Long before that, however, two Native American tribes, the Iroquois and the Abenaki, talked of such a creature and celebrated its existence. The Abenaki gave it the name "Tatoskok."
Sightings varied over the years, but the next most important sighting came in 1883 when Sheriff Nathan H. Mooney claimed that he had seen a “…gigantic water serpent about 50 yards away”  from where he was on the shore.
He claimed that he was so close that he could see “round white spots inside its mouth” and that “the creature appeared to be about 25 to 30 feet in length”. Mooney’s sighting led to many eyewitnesses coming forward with their own accounts of Champ sightings. Mooney’s story predated the public Loch Ness controversy by 50 years. Since that report, there have been more than 240 recorded sightings.
The reason some scientists believe that Champ may be a plesiosaur like “Old Nessie” is because the two lakes have much in common. For example, like Loch Ness, Lake Champlain is over 400 feet deep. Also both lakes were formed following the Ice Age about 10,000 years ago and both lakes support fish populations large enough to feed a supposed sea or lake monster (Krystek 1).

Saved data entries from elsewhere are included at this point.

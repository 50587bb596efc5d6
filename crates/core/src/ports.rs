//! Stream-source port interfaces
//!
//! The generative-text transport is a consumed capability: the runtime only
//! needs a factory that opens a fresh pull-based reader, and the two reader
//! operations below. Errors a reader produces must carry message text usable
//! by the keyword classifier (see `classify`).

use std::future::Future;
use std::sync::Arc;

use async_trait::async_trait;
use bytes::Bytes;
use futures::future::BoxFuture;
use rivulet_domain::{Result, StreamError};

/// A pull-based reader over one live upstream connection.
#[async_trait]
pub trait ChunkStream: Send {
    /// Read the next chunk. `Ok(None)` signals a clean end of stream.
    async fn next_chunk(&mut self) -> Result<Option<Bytes>>;

    /// Release the underlying connection.
    ///
    /// Called exactly once, after the last `next_chunk` call on this reader.
    /// The default implementation drops state on the floor, which is correct
    /// for transports whose connections close on drop.
    async fn release(&mut self) {}
}

/// Boxed reader, the form the runtime passes around.
pub type BoxChunkStream = Box<dyn ChunkStream>;

/// Future resolving to a freshly opened reader.
pub type OpenFuture = BoxFuture<'static, std::result::Result<BoxChunkStream, StreamError>>;

/// Zero-argument factory producing a fresh reader per invocation.
///
/// Each call must open a *new* upstream connection; the recovery runtime
/// invokes it once on open and once per reconnection.
pub type StreamFactory = Arc<dyn Fn() -> OpenFuture + Send + Sync>;

/// Build a [`StreamFactory`] from an async closure.
pub fn stream_factory<F, Fut>(f: F) -> StreamFactory
where
    F: Fn() -> Fut + Send + Sync + 'static,
    Fut: Future<Output = std::result::Result<BoxChunkStream, StreamError>> + Send + 'static,
{
    Arc::new(move || Box::pin(f()) as OpenFuture)
}
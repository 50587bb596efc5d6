//! Time abstraction for testability
//!
//! Timing-based behavior (inactivity watchdogs, backoff bookkeeping) is
//! built against this trait rather than ambient wall-clock calls, so tests
//! can drive time forward without real sleeps.

use std::sync::{Arc, Mutex};
use std::time::{Duration, Instant, SystemTime, UNIX_EPOCH};

/// Trait for time operations to enable deterministic testing
///
/// Production code uses [`SystemClock`]; tests inject a [`MockClock`] and
/// advance it explicitly to exercise timeout paths.
pub trait Clock: Send + Sync + 'static {
    /// Get current instant (monotonic time)
    fn now(&self) -> Instant;

    /// Get current system time (wall clock)
    fn system_time(&self) -> SystemTime;

    /// Get milliseconds since UNIX epoch
    fn millis_since_epoch(&self) -> u64 {
        self.system_time().duration_since(UNIX_EPOCH).unwrap_or_default().as_millis() as u64
    }
}

/// Real system clock implementation for production use
#[derive(Debug, Clone, Copy, Default)]
pub struct SystemClock;

impl Clock for SystemClock {
    fn now(&self) -> Instant {
        Instant::now()
    }

    fn system_time(&self) -> SystemTime {
        SystemTime::now()
    }
}

/// Implement Clock for Arc<T> where T: Clock for convenient cloning
impl<T: Clock> Clock for Arc<T> {
    fn now(&self) -> Instant {
        (**self).now()
    }

    fn system_time(&self) -> SystemTime {
        (**self).system_time()
    }
}

/// Mock clock for deterministic testing
///
/// Time only moves when a test calls [`MockClock::advance`], so elapsed-time
/// checks become exact instead of sleep-and-hope.
#[derive(Debug, Clone)]
pub struct MockClock {
    start: Instant,
    elapsed: Arc<Mutex<Duration>>,
}

impl MockClock {
    /// Create a new mock clock starting at the current instant
    pub fn new() -> Self {
        Self { start: Instant::now(), elapsed: Arc::new(Mutex::new(Duration::ZERO)) }
    }

    /// Advance the mock clock by a duration
    pub fn advance(&self, duration: Duration) {
        if let Ok(mut elapsed) = self.elapsed.lock() {
            *elapsed += duration;
        }
    }

    /// Advance the mock clock by milliseconds (convenience method)
    pub fn advance_millis(&self, millis: u64) {
        self.advance(Duration::from_millis(millis));
    }

    /// Set the mock clock to a specific elapsed time
    pub fn set_elapsed(&self, duration: Duration) {
        if let Ok(mut elapsed) = self.elapsed.lock() {
            *elapsed = duration;
        }
    }

    /// Get the current elapsed time
    pub fn elapsed(&self) -> Duration {
        self.elapsed.lock().map(|e| *e).unwrap_or(Duration::ZERO)
    }
}

impl Default for MockClock {
    fn default() -> Self {
        Self::new()
    }
}

impl Clock for MockClock {
    fn now(&self) -> Instant {
        let elapsed = self.elapsed.lock().map(|e| *e).unwrap_or(Duration::ZERO);
        self.start + elapsed
    }

    fn system_time(&self) -> SystemTime {
        let elapsed = self.elapsed.lock().map(|e| *e).unwrap_or(Duration::ZERO);
        SystemTime::UNIX_EPOCH + elapsed
    }
}

#[cfg(test)]
mod tests {
    use super::*;

    #[test]
    fn system_clock_is_monotonic() {
        let clock = SystemClock;
        let a = clock.now();
        let b = clock.now();
        assert!(b >= a);
    }

    #[test]
    fn mock_clock_starts_at_zero_elapsed() {
        let clock = MockClock::new();
        assert_eq!(clock.elapsed(), Duration::ZERO);
    }

    #[test]
    fn mock_clock_advance_moves_now() {
        let clock = MockClock::new();
        let before = clock.now();

        clock.advance(Duration::from_secs(5));

        assert_eq!(clock.now() - before, Duration::from_secs(5));
        assert_eq!(clock.elapsed(), Duration::from_secs(5));
    }

    #[test]
    fn mock_clock_advance_millis_accumulates() {
        let clock = MockClock::new();
        clock.advance_millis(100);
        clock.advance_millis(250);
        assert_eq!(clock.elapsed(), Duration::from_millis(350));
    }

    #[test]
    fn mock_clock_set_elapsed_overrides() {
        let clock = MockClock::new();
        clock.advance(Duration::from_secs(10));

        clock.set_elapsed(Duration::from_secs(2));

        assert_eq!(clock.elapsed(), Duration::from_secs(2));
    }

    #[test]
    fn mock_clock_clones_share_time() {
        let clock = MockClock::new();
        let other = clock.clone();

        clock.advance(Duration::from_secs(3));

        assert_eq!(other.elapsed(), Duration::from_secs(3));
    }

    #[test]
    fn arc_clock_delegates() {
        let clock = Arc::new(MockClock::new());
        clock.advance(Duration::from_secs(1));

        let now_via_arc = Clock::now(&clock);
        assert_eq!(now_via_arc, (*clock).now());
    }

    #[test]
    fn mock_clock_system_time_tracks_elapsed() {
        let clock = MockClock::new();
        clock.advance(Duration::from_secs(60));
        assert_eq!(clock.millis_since_epoch(), 60_000);
    }
}
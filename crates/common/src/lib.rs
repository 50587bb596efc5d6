//! Generic runtime utilities shared across Rivulet crates.
//!
//! This crate holds the pieces that have no knowledge of streaming, models,
//! or providers:
//! - `clock`: a time abstraction (`Clock`, `SystemClock`, `MockClock`) so
//!   that time-dependent state machines can be tested deterministically
//! - `backoff`: delay calculation strategies for retry loops

#![forbid(unsafe_code)]
#![warn(rust_2018_idioms)]
#![warn(clippy::all, clippy::perf, clippy::complexity, clippy::suspicious)]

pub mod backoff;
pub mod clock;

pub use backoff::BackoffStrategy;
pub use clock::{Clock, MockClock, SystemClock};
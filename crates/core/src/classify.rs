//! Recoverable-error classification
//!
//! Transport layers and provider SDKs disagree wildly about error types, but
//! their message text is consistent enough to act on. Classification is a
//! case-insensitive substring match against a fixed allow-list; anything the
//! list does not name is treated as non-recoverable and never retried.
//!
//! Keep the list tight: an over-broad match turns a permanent failure (bad
//! credentials, malformed request) into a retry loop.

/// Message fragments that mark an error as transient.
///
/// Covers connection resets, timeouts, DNS failures, hung sockets, broken
/// pipes, upstream gateway errors (502/503/504) and rate-limit phrasing.
const RECOVERABLE_FRAGMENTS: &[&str] = &[
    // Connection resets
    "econnreset",
    "connection reset",
    // Timeouts
    "etimedout",
    "timed out",
    "timeout",
    // DNS failures
    "enotfound",
    "dns error",
    "name not resolved",
    // Hung or torn-down sockets
    "socket hang up",
    "epipe",
    "broken pipe",
    // Generic transient phrasing
    "network",
    "abort",
    // Upstream gateway errors
    "502",
    "bad gateway",
    "503",
    "service unavailable",
    "504",
    "gateway timeout",
    // Throttling
    "rate limit",
    "too many requests",
    "overloaded",
];

/// Whether an error message describes a transient failure worth a bounded
/// retry.
pub fn is_recoverable(message: &str) -> bool {
    let message = message.to_ascii_lowercase();
    RECOVERABLE_FRAGMENTS.iter().any(|fragment| message.contains(fragment))
}

#[cfg(test)]
mod tests {
    use super::*;

    #[test]
    fn connection_resets_are_recoverable() {
        assert!(is_recoverable("read ECONNRESET"));
        assert!(is_recoverable("Connection reset by peer"));
    }

    #[test]
    fn timeouts_are_recoverable() {
        assert!(is_recoverable("ETIMEDOUT"));
        assert!(is_recoverable("request timed out after 30s"));
        assert!(is_recoverable("operation timeout"));
    }

    #[test]
    fn dns_failures_are_recoverable() {
        assert!(is_recoverable("getaddrinfo ENOTFOUND api.example.com"));
        assert!(is_recoverable("dns error: no record found"));
    }

    #[test]
    fn hung_sockets_and_pipes_are_recoverable() {
        assert!(is_recoverable("socket hang up"));
        assert!(is_recoverable("write EPIPE"));
        assert!(is_recoverable("Broken pipe (os error 32)"));
    }

    #[test]
    fn gateway_errors_are_recoverable() {
        assert!(is_recoverable("provider error (502): Bad Gateway"));
        assert!(is_recoverable("503 Service Unavailable"));
        assert!(is_recoverable("upstream returned 504"));
    }

    #[test]
    fn rate_limits_are_recoverable() {
        assert!(is_recoverable("rate limit exceeded, retry later"));
        assert!(is_recoverable("429 Too Many Requests"));
        assert!(is_recoverable("the service is currently overloaded"));
    }

    #[test]
    fn matching_is_case_insensitive() {
        assert!(is_recoverable("SOCKET HANG UP"));
        assert!(is_recoverable("Rate Limit"));
    }

    #[test]
    fn permanent_failures_are_not_recoverable() {
        assert!(!is_recoverable("invalid_api_key"));
        assert!(!is_recoverable("authentication error: bad credentials"));
        assert!(!is_recoverable("provider error (400): malformed request"));
        assert!(!is_recoverable("parse error: unexpected token"));
        assert!(!is_recoverable(""));
    }
}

Champ became so popular that the late P. T. Barnum, in the early 19th century, put a reward of $50,000 up for a carcass of Champ. Barnum wanted the carcass of Champ so that he could include it in his epic World’s Fair Show (Krystek 3). Sightings continued through the 19th and 20th centuries, but no remains or any other physical evidence has ever been recovered.
The most remarkable photo of a Champ appearance was taken in 1977, by amateur photographer Sandra Mansi. The photo appears to show what is said to be a plesiosaur-like neck and body sticking out of the lake.

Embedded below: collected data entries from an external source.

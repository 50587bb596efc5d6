//! Per-session stream metrics
//!
//! Counters the stream decorator maintains while pulling chunks. Purely
//! observational: nothing in the recovery logic reads them back.

use std::time::{Duration, Instant};

use tracing::debug;

/// Counters for one streaming session.
#[derive(Debug, Clone)]
pub struct StreamMetrics {
    started_at: Instant,
    first_chunk_at: Option<Instant>,
    /// Chunks delivered to the consumer
    pub chunk_count: u64,
    /// Bytes delivered to the consumer
    pub byte_count: u64,
    /// Successful recovery attempts (reconnects) performed
    pub recovery_count: u32,
    /// Whether the session reached a clean end of stream
    pub completed: bool,
}

impl StreamMetrics {
    /// Start tracking a new session.
    pub fn new() -> Self {
        Self {
            started_at: Instant::now(),
            first_chunk_at: None,
            chunk_count: 0,
            byte_count: 0,
            recovery_count: 0,
            completed: false,
        }
    }

    /// Record one delivered chunk.
    pub fn record_chunk(&mut self, bytes: usize) {
        if self.first_chunk_at.is_none() {
            self.first_chunk_at = Some(Instant::now());
        }
        self.chunk_count += 1;
        self.byte_count += bytes as u64;
    }

    /// Record one successful recovery.
    pub fn record_recovery(&mut self) {
        self.recovery_count += 1;
    }

    /// Mark the session as cleanly completed and log a summary.
    pub fn record_completed(&mut self) {
        self.completed = true;
        debug!(
            chunks = self.chunk_count,
            bytes = self.byte_count,
            recoveries = self.recovery_count,
            ttfb_ms = self.time_to_first_chunk().map(|d| d.as_millis() as u64),
            elapsed_ms = self.elapsed().as_millis() as u64,
            "stream completed"
        );
    }

    /// Latency from session start to the first delivered chunk.
    pub fn time_to_first_chunk(&self) -> Option<Duration> {
        self.first_chunk_at.map(|at| at.saturating_duration_since(self.started_at))
    }

    /// Time since the session started.
    pub fn elapsed(&self) -> Duration {
        self.started_at.elapsed()
    }
}

impl Default for StreamMetrics {
    fn default() -> Self {
        Self::new()
    }
}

According to Mansi, she heard her children screaming and turned toward the shallow water by the shore where they were playing. Seeing the creature, she took the photo as her fiancée, Anthony, grabbed her children. Mansi had several photo experts examine the picture and they concluded that the picture has not been tampered with in any way.
Those experts also stated that they believe it to be a living creature . Mansi later showed the photo, which is similar to the famous "Surgeon's photo" of the Loch Ness Monster, to Joseph W. Zarzynski.

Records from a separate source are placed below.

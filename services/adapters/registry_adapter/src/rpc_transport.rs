//! JSON-RPC transport for the registry contract
//!
//! Reads go through `eth_call` on the primary endpoint. Writes are filled, signed
//! locally and broadcast as raw transactions, falling back to the backup endpoints
//! in order when the primary refuses or times out.

use crate::error::TransportError;
use crate::transport::{ReadCall, ReceiptOutcome, RegistryTransport, WriteCall};
use anyhow::{Context, Result};
use async_trait::async_trait;
use ethers::abi::{Abi, Function, Token};
use ethers::providers::{Http, Middleware, Provider};
use ethers::signers::{LocalWallet, Signer};
use ethers::types::transaction::eip2718::TypedTransaction;
use ethers::types::{Bytes, TransactionRequest, H160, H256, U256};
use registry_config::{NetworkSettings, SignerSettings};
use serde_json::Value;
use std::sync::Arc;
use std::time::Duration;
use tokio::time::timeout;
use tracing::{debug, info, warn};
use types::{Address, TxHash};
use url::Url;

/// Registry contract ABI
const SKILLSWAP_ABI: &str = include_str!("../abi/skillswap.json");

/// ethers-backed [`RegistryTransport`]
pub struct RpcTransport {
    abi: Abi,
    primary_provider: Arc<Provider<Http>>,
    backup_providers: Vec<Arc<Provider<Http>>>,
    wallet: Option<LocalWallet>,
    request_timeout: Duration,
}

impl RpcTransport {
    /// Build providers sharing one pooled HTTP client, plus the signer if a key is set
    pub fn new(network: &NetworkSettings, signer: &SignerSettings) -> Result<Self> {
        let abi: Abi = serde_json::from_str(SKILLSWAP_ABI).context("Invalid registry ABI")?;
        let request_timeout = Duration::from_millis(network.request_timeout_ms);

        let http_client = reqwest::Client::builder()
            .pool_idle_timeout(Duration::from_secs(60))
            .pool_max_idle_per_host(5)
            .timeout(request_timeout)
            .tcp_keepalive(Duration::from_secs(60))
            .build()
            .context("Failed to create HTTP client")?;

        let url: Url = network.rpc_url.parse().context("Invalid primary RPC URL")?;
        let primary_provider = Arc::new(Provider::new(Http::new_with_client(
            url,
            http_client.clone(),
        )));

        let backup_providers: Result<Vec<_>> = network
            .backup_rpc_urls
            .iter()
            .map(|url| {
                let parsed_url: Url = url.parse().context("Invalid backup RPC URL")?;
                let http_transport = Http::new_with_client(parsed_url, http_client.clone());
                Ok(Arc::new(Provider::new(http_transport)))
            })
            .collect();
        let backup_providers = backup_providers?;

        let wallet = match &signer.private_key {
            Some(key) => {
                let wallet = key
                    .trim()
                    .trim_start_matches("0x")
                    .parse::<LocalWallet>()
                    .context("Invalid private key format")?
                    .with_chain_id(network.chain_id);
                info!("🔑 Signer configured: {:#x}", wallet.address());
                Some(wallet)
            }
            None => {
                info!("No signer configured, writes are unavailable");
                None
            }
        };

        info!("✅ RPC transport ready");
        info!("   - Primary RPC: {}", network.rpc_url);
        info!("   - Backup RPCs: {}", backup_providers.len());

        Ok(Self {
            abi,
            primary_provider,
            backup_providers,
            wallet,
            request_timeout,
        })
    }

    fn function(&self, name: &str) -> Result<&Function, TransportError> {
        self.abi
            .function(name)
            .map_err(|e| TransportError::Decode(format!("{}: {}", name, e)))
    }

    fn timeout_ms(&self) -> u64 {
        self.request_timeout.as_millis() as u64
    }

    /// Broadcast a signed transaction, primary first then each backup
    async fn broadcast(&self, raw_tx: Bytes) -> Result<H256, TransportError> {
        let providers = std::iter::once(&self.primary_provider).chain(&self.backup_providers);
        let mut last_error = TransportError::Network("no RPC providers configured".to_string());

        for (i, provider) in providers.enumerate() {
            match timeout(self.request_timeout, provider.send_raw_transaction(raw_tx.clone())).await
            {
                Ok(Ok(pending_tx)) => {
                    let tx_hash = pending_tx.tx_hash();
                    info!("✅ Transaction submitted via RPC {}: {:#x}", i, tx_hash);
                    return Ok(tx_hash);
                }
                Ok(Err(e)) => {
                    warn!("RPC {} refused transaction: {}", i, e);
                    last_error = TransportError::from_rpc_message(e.to_string());
                    // A revert is the contract's answer; other endpoints will agree
                    if matches!(last_error, TransportError::Reverted(_)) {
                        break;
                    }
                }
                Err(_) => {
                    warn!("RPC {} timeout while submitting", i);
                    last_error = TransportError::Timeout(self.timeout_ms());
                }
            }
        }

        Err(last_error)
    }
}

#[async_trait]
impl RegistryTransport for RpcTransport {
    async fn read(&self, contract: Address, call: &ReadCall) -> Result<Value, TransportError> {
        let function = self.function(call.function_name())?;
        let data = function
            .encode_input(&read_arguments(call))
            .map_err(|e| TransportError::Decode(e.to_string()))?;

        let tx: TypedTransaction = TransactionRequest::new()
            .to(to_h160(&contract))
            .data(data)
            .into();

        let output = match timeout(self.request_timeout, self.primary_provider.call(&tx, None)).await
        {
            Ok(Ok(output)) => output,
            Ok(Err(e)) => return Err(TransportError::from_rpc_message(e.to_string())),
            Err(_) => return Err(TransportError::Timeout(self.timeout_ms())),
        };

        let tokens = function
            .decode_output(&output)
            .map_err(|e| TransportError::Decode(format!("{}: {}", call, e)))?;
        debug!("{} returned {} output(s)", call, tokens.len());

        Ok(Value::Array(tokens.into_iter().map(token_to_json).collect()))
    }

    async fn submit(&self, contract: Address, call: &WriteCall) -> Result<TxHash, TransportError> {
        let wallet = self.wallet.as_ref().ok_or(TransportError::NoSigner)?;
        let function = self.function(call.function_name())?;
        let data = function
            .encode_input(&write_arguments(call))
            .map_err(|e| TransportError::Decode(e.to_string()))?;

        let mut typed_tx: TypedTransaction = TransactionRequest::new()
            .from(wallet.address())
            .to(to_h160(&contract))
            .data(data)
            .chain_id(wallet.chain_id())
            .into();

        // Nonce, gas and price; gas estimation surfaces contract reverts here
        match timeout(
            self.request_timeout,
            self.primary_provider.fill_transaction(&mut typed_tx, None),
        )
        .await
        {
            Ok(Ok(())) => {}
            Ok(Err(e)) => return Err(TransportError::from_rpc_message(e.to_string())),
            Err(_) => return Err(TransportError::Timeout(self.timeout_ms())),
        }

        let signature = wallet
            .sign_transaction(&typed_tx)
            .await
            .map_err(|e| TransportError::Rejected(e.to_string()))?;
        let raw_tx = typed_tx.rlp_signed(&signature);

        let tx_hash = self.broadcast(raw_tx).await?;
        Ok(TxHash::from_bytes(tx_hash.0))
    }

    async fn receipt(&self, hash: TxHash) -> Result<Option<ReceiptOutcome>, TransportError> {
        let receipt = self
            .primary_provider
            .get_transaction_receipt(H256::from(*hash.as_bytes()))
            .await
            .map_err(|e| TransportError::Network(e.to_string()))?;

        Ok(receipt.map(|receipt| {
            let block = receipt.block_number.map(|b| b.as_u64());
            match receipt.status.map(|s| s.as_u64()) {
                Some(0) => ReceiptOutcome::Reverted { block },
                _ => ReceiptOutcome::Included { block },
            }
        }))
    }

    fn sender(&self) -> Option<Address> {
        self.wallet
            .as_ref()
            .map(|wallet| Address::from_bytes(wallet.address().0))
    }
}

fn to_h160(address: &Address) -> H160 {
    H160::from(*address.as_bytes())
}

fn uint(id: u64) -> Token {
    Token::Uint(U256::from(id))
}

fn string_array(items: &[String]) -> Token {
    Token::Array(items.iter().cloned().map(Token::String).collect())
}

fn read_arguments(call: &ReadCall) -> Vec<Token> {
    match call {
        ReadCall::TotalListings | ReadCall::TotalProposals => Vec::new(),
        ReadCall::SkillListing(id) => vec![uint(id.inner())],
        ReadCall::BarterProposal(id) => vec![uint(id.inner())],
        ReadCall::OwnerOf(id) => vec![uint(id.inner())],
        ReadCall::User(address) | ReadCall::UserNfts(address) => {
            vec![Token::Address(to_h160(address))]
        }
    }
}

fn write_arguments(call: &WriteCall) -> Vec<Token> {
    match call {
        WriteCall::RegisterUser {
            name,
            skills_offered,
            skills_wanted,
        } => vec![
            Token::String(name.clone()),
            string_array(skills_offered),
            string_array(skills_wanted),
        ],
        WriteCall::CreateSkillListing {
            skill_offered,
            skill_wanted,
            description,
        } => vec![
            Token::String(skill_offered.clone()),
            Token::String(skill_wanted.clone()),
            Token::String(description.clone()),
        ],
        WriteCall::CreateBarterProposal { listing_id, proposal } => {
            vec![uint(listing_id.inner()), Token::String(proposal.clone())]
        }
        WriteCall::AcceptBarterProposal(id) | WriteCall::MarkBarterCompleted(id) => {
            vec![uint(id.inner())]
        }
        WriteCall::RaiseDispute { proposal_id, reason } => {
            vec![uint(proposal_id.inner()), Token::String(reason.clone())]
        }
    }
}

/// Convert decoded ABI output into the JSON shape the codec consumes.
///
/// Tuples become positional arrays, integers become decimal strings so nothing
/// wider than 64 bits is lost.
fn token_to_json(token: Token) -> Value {
    match token {
        Token::Address(address) => Value::String(format!("0x{}", hex::encode(address.as_bytes()))),
        Token::Uint(value) | Token::Int(value) => Value::String(value.to_string()),
        Token::Bool(flag) => Value::Bool(flag),
        Token::String(text) => Value::String(text),
        Token::Bytes(bytes) | Token::FixedBytes(bytes) => {
            Value::String(format!("0x{}", hex::encode(bytes)))
        }
        Token::Array(items) | Token::FixedArray(items) | Token::Tuple(items) => {
            Value::Array(items.into_iter().map(token_to_json).collect())
        }
    }
}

Zarzynski—founder of the Lake Champlain Phenomena Investigation and a Wilton, New York Social Studies teacher—took the photo to Gorge Zug of the Smithsonian Institute’s Department of Vertebrate Zoology. Zug states that the creature in the photo does not resemble any creature or animal living in Lake Champlain, that he knows of.
The creature has become so famous and so much a part of life in Vermont and New York, that both states passed laws to protect the monster. The creature was put on the endangered species list only as a precaution. The law will protect the creature if anyone eventually does come upon a Champ. Quebec has not placed Champ on its list of endangered animals.